Most straight guys don't have close buddies who are gay. If Marc really is gay and felt comfortable enough to use your fiancee's browser to set up an account at your place while hanging out with your fiancée, that's still a red flag. You should still cancel the wedding.
How's your sex life? As unmarried young people, it should be amazing. Like, 5x a week if not daily. Let me guess: your fiancée is "low drive"? Just run. |
I told you to prepare more. This confront, confront, confront.... not good in these situations. |
I don't believe the Marc thing, but this is just drivel. Plenty of straight guys have good friends who are gay. |
And they go on gay sites together? |
Straight married guy with gay friends and ex-roommates: I 1000% agree. NONE of my gay friends would have used my computer or phone to browse gay dating websites, let alone use my personal email to register for an account. They are all constantly on their iPhones trolling around for dudes on Grindr and Scruff. It makes zero sense to use my device. I call BS on your fiance's really bad lie. Also, I question the veracity of anything Marc says. |
ZachF is right on - there is no way that your Fiance allowed his friend to sign up for a gay website using your Fiance's email address. That's just ludicrious. FWIW, my best friend is gay, lived with his long term girl friend and finally came out when he realized he couldn't continue to lead a double life. He truly loved his girlfriend. He WANTED to make it work. He wanted the wife, kids and white picket fence and struggled for a very long time trying to reconcile his feelings. I had long suspected he was gay and gave him many opportunities to come out to me but he just wasn't ready... until he was ready.

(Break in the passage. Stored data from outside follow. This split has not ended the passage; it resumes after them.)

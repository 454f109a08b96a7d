use anyhow::Result;
use binance_futures_bot::backtester::{BacktestConfig, Backtester};
use binance_futures_bot::binance::FuturesClient;
use binance_futures_bot::config::Config;
use clap::{Arg, Command};
use log::info;
use rust_decimal::Decimal;
use std::str::FromStr;

#[tokio::main]
async fn main() -> Result<()> {
    let matches = Command::new("Binance Futures Bot Backtester")
        .version("1.0")
        .about("Backtest the regime-aware futures strategy against historical data")
        .arg(
            Arg::new("start-date")
                .long("start-date")
                .help("Start date for backtest (YYYY-MM-DD)")
                .default_value("2024-01-01")
                .required(false),
        )
        .arg(
            Arg::new("end-date")
                .long("end-date")
                .help("End date for backtest (YYYY-MM-DD)")
                .default_value("2024-01-31")
                .required(false),
        )
        .arg(
            Arg::new("initial-balance")
                .long("initial-balance")
                .help("Initial balance for backtest (USDT)")
                .default_value("1000")
                .required(false),
        )
        .arg(
            Arg::new("symbol")
                .long("symbol")
                .help("Trading symbol (e.g., BTCUSDT)")
                .required(false),
        )
        .arg(
            Arg::new("interval")
                .long("interval")
                .help("Base data interval (1m, 5m, 15m, 1h)")
                .default_value("5m")
                .required(false),
        )
        .arg(
            Arg::new("commission")
                .long("commission")
                .help("Taker commission rate (e.g., 0.0004 for 0.04%)")
                .default_value("0.0004")
                .required(false),
        )
        .arg(
            Arg::new("slippage")
                .long("slippage")
                .help("Slippage rate (e.g., 0.0001 for 0.01%)")
                .default_value("0.0001")
                .required(false),
        )
        .arg(
            Arg::new("leverage")
                .long("leverage")
                .help("Fixed leverage override; defaults to the account tier table")
                .required(false),
        )
        .arg(
            Arg::new("verbose")
                .short('v')
                .long("verbose")
                .help("Enable verbose logging")
                .action(clap::ArgAction::SetTrue),
        )
        .arg(
            Arg::new("export")
                .long("export")
                .help("Export the trade list to a CSV file")
                .value_name("FILE")
                .required(false),
        )
        .get_matches();

    let log_level = if matches.get_flag("verbose") {
        log::LevelFilter::Debug
    } else {
        log::LevelFilter::Info
    };
    env_logger::Builder::from_default_env()
        .filter_level(log_level)
        .init();

    let mut config = Config::load()?;

    if let Some(symbol) = matches.get_one::<String>("symbol") {
        config.trading.symbol = symbol.clone();
    }

    info!("Starting backtest for {}", config.trading.symbol);

    let leverage = matches
        .get_one::<String>("leverage")
        .map(|l| l.parse::<u32>())
        .transpose()?;

    let backtest_config = BacktestConfig {
        start_date: matches.get_one::<String>("start-date").unwrap().clone(),
        end_date: matches.get_one::<String>("end-date").unwrap().clone(),
        initial_balance: Decimal::from_str(matches.get_one::<String>("initial-balance").unwrap())?,
        commission_rate: Decimal::from_str(matches.get_one::<String>("commission").unwrap())?,
        slippage: Decimal::from_str(matches.get_one::<String>("slippage").unwrap())?,
        data_interval: matches.get_one::<String>("interval").unwrap().clone(),
        max_klines_per_request: 1000,
        leverage,
    };

    let client = FuturesClient::new(
        config.binance.api_key.clone(),
        config.binance.secret_key.clone(),
        config.binance.base_url.clone(),
        config.binance.recv_window,
    );

    let mut backtester = Backtester::new(client, backtest_config.clone(), config)?;

    info!(
        "Running backtest from {} to {}",
        backtest_config.start_date, backtest_config.end_date
    );
    let results = backtester.run_backtest().await?;

    print_results(&results);

    if let Some(export_file) = matches.get_one::<String>("export") {
        export_results_to_csv(&results, export_file)?;
        info!("Results exported to {}", export_file);
    }

    Ok(())
}

fn print_results(results: &binance_futures_bot::backtester::BacktestResults) {
    println!();
    println!("==================== BACKTEST RESULTS ====================");
    println!();

    println!("PERFORMANCE SUMMARY");
    println!("   Initial Balance:    ${:.2}", results.initial_balance);
    println!("   Final Balance:      ${:.2}", results.final_balance);
    println!("   Total Return:       ${:.2}", results.total_return);
    println!("   Return Percentage:  {:.2}%", results.total_return_pct);
    println!("   Total Commission:   ${:.2}", results.total_commission);
    println!();

    println!("TRADING STATISTICS");
    println!("   Total Trades:       {}", results.total_trades);
    println!("   Winning Trades:     {}", results.winning_trades);
    println!("   Losing Trades:      {}", results.losing_trades);
    println!("   Win Rate:           {:.2}%", results.win_rate);
    println!("   Average Win:        ${:.4}", results.avg_win);
    println!("   Average Loss:       ${:.4}", results.avg_loss);
    println!("   Largest Win:        ${:.4}", results.largest_win);
    println!("   Largest Loss:       ${:.4}", results.largest_loss);
    println!("   Profit Factor:      {:.2}", results.profit_factor);
    println!();

    println!("RISK METRICS");
    println!("   Max Drawdown:       ${:.2}", results.max_drawdown);
    println!("   Max Drawdown %:     {:.2}%", results.max_drawdown_pct);
    println!("   Sharpe Ratio:       {:.2}", results.sharpe_ratio);
    println!();

    println!("RECENT TRADES (Last 10)");
    let recent_trades = results.trades.iter().rev().take(10).collect::<Vec<_>>();

    if !recent_trades.is_empty() {
        println!("   ID    Side  Lev  Entry Price  Exit Price   P&L      Reason");
        println!("   ----------------------------------------------------------------");

        let open_text = "Open".to_string();

        for trade in recent_trades {
            let exit_price = trade
                .exit_price
                .map(|p| format!("{:.4}", p))
                .unwrap_or_else(|| "N/A".to_string());

            let pnl = trade
                .pnl
                .map(|p| format!("{:+.4}", p))
                .unwrap_or_else(|| "N/A".to_string());

            let reason = trade.exit_reason.as_ref().unwrap_or(&open_text);

            println!(
                "   {:3}   {:4}  {:2}x  {:10.4}  {:>10}  {:>8}  {}",
                trade.id, trade.side, trade.leverage, trade.entry_price, exit_price, pnl, reason
            );
        }
    } else {
        println!("   No trades executed during backtest period.");
    }

    println!();
    println!("==========================================================");

    if results.total_return_pct > Decimal::ZERO {
        println!("Strategy was PROFITABLE during the backtest period");
    } else {
        println!("Strategy was UNPROFITABLE during the backtest period");
    }

    if results.win_rate > 50.0 {
        println!("Win rate above 50%");
    }

    if results.profit_factor > Decimal::ONE {
        println!("Positive profit factor (wins > losses)");
    }

    if results.max_drawdown_pct >= Decimal::from(10) {
        println!("WARNING: high drawdown (>= 10%)");
    }

    println!();
}

fn export_results_to_csv(
    results: &binance_futures_bot::backtester::BacktestResults,
    filename: &str,
) -> Result<()> {
    use std::fs::File;
    use std::io::Write;

    let mut file = File::create(filename)?;

    writeln!(
        file,
        "trade_id,symbol,side,leverage,entry_time,exit_time,entry_price,exit_price,quantity,commission,pnl,exit_reason"
    )?;

    for trade in &results.trades {
        let exit_time = trade
            .exit_time
            .map(|t| t.format("%Y-%m-%d %H:%M:%S").to_string())
            .unwrap_or_else(|| "N/A".to_string());

        let exit_price = trade
            .exit_price
            .map(|p| p.to_string())
            .unwrap_or_else(|| "N/A".to_string());

        let pnl = trade
            .pnl
            .map(|p| p.to_string())
            .unwrap_or_else(|| "N/A".to_string());

        let open_text = "Open".to_string();
        let exit_reason = trade.exit_reason.as_ref().unwrap_or(&open_text);

        writeln!(
            file,
            "{},{},{},{},{},{},{},{},{},{},{},{}",
            trade.id,
            trade.symbol,
            trade.side,
            trade.leverage,
            trade.entry_time.format("%Y-%m-%d %H:%M:%S"),
            exit_time,
            trade.entry_price,
            exit_price,
            trade.quantity,
            trade.commission,
            pnl,
            exit_reason
        )?;
    }

    Ok(())
}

Years later now, his ex is married with kids and is still very close with my friend. My friend is a much happier person because it was such a terrible struggle for him before. If he was on this site he'd tell you your fiance is gay or at least bi. No matter what Marc tells you, there is no reasonable explanation for Marc to use your fiance's username and password. I am so sorry OP. This is something that can rock you to your core. But you can get beyond it and find someone who is straight. Don't try to make this work, it won't. I presume that you are very close to your fiance - perhaps even best friends and that is a lot to give up. But, in the long run, depending on how you are feeling, you don't have to give up the friendship. Hang in there OP. |
This is exactly what I was going to say. Please save yourself the heartache and end the engagement. It will be so much easier now then after a marriage and kids. |
This person says it all. Sorry Op. |
Even if this had nothing to do with a gay website - if it were ANY dating website - that is a deal killer for any marriage. |
+1 billion |
Yeah, he's still willing to lie to you so he can continue his cheating and fraudulent life - with no concern to how it impacts you, OP. He's only out for himself - that's no best friend or partner. And he's FOS about Marc. What a lying pig. |
Why were you violating his privacy? What strange fetish do you have that makes you pour through your fiance's email? He should reconsider the engagement. |
OP, I have two close friends who married and had kids before coming out and eventually divorcing. They were both Catholic, FWIW. You are lucky to find out now, rather than 15 years from now. So sorry. |
Did you bother to read her post? How strange of you to describe her desire for the truth as a fetish. That's quite a stretch on the definition of, fetish. HE should reconsider? OK, he can certainly do that if he feels like you do. He caught her snooping and now he is in major damage control, trying to cover one big lie with many more lies while dragging another person into the web. Wouldn't you love to hear that conversation between him and Marc? "Marc, man, I need a BIG favor.." "I'm in such deep shit, you've got to cover for me." He doesn't seem to upset about how she found out, does he? Sorry but once your partner does something to raise serious suspicion of activities that could have a huge impact on your relationship and future together, they open themselves up to being snooped on. While I'll agree that snooping is bad, and people have a right to privacy, I won't go as far as to say that snooping is never justified. One shady move by one partner opens them up to the other stepping outside the normal boundaries to protect themselves. The need to know the truth she would never find out otherwise, not even by asking him (she did that, remember?) trumps his right to privacy IMHO. Cheaters who take care to operate with absolute discretion and privacy are able top lead these double lives. Those who get caught are the careless ones who then invite the snooping. "He/She left their browser open and..." is the start of so many threads here where someone discovers their relationship is not the one they thought they were having. |
You + him need to have a deep conversation stat.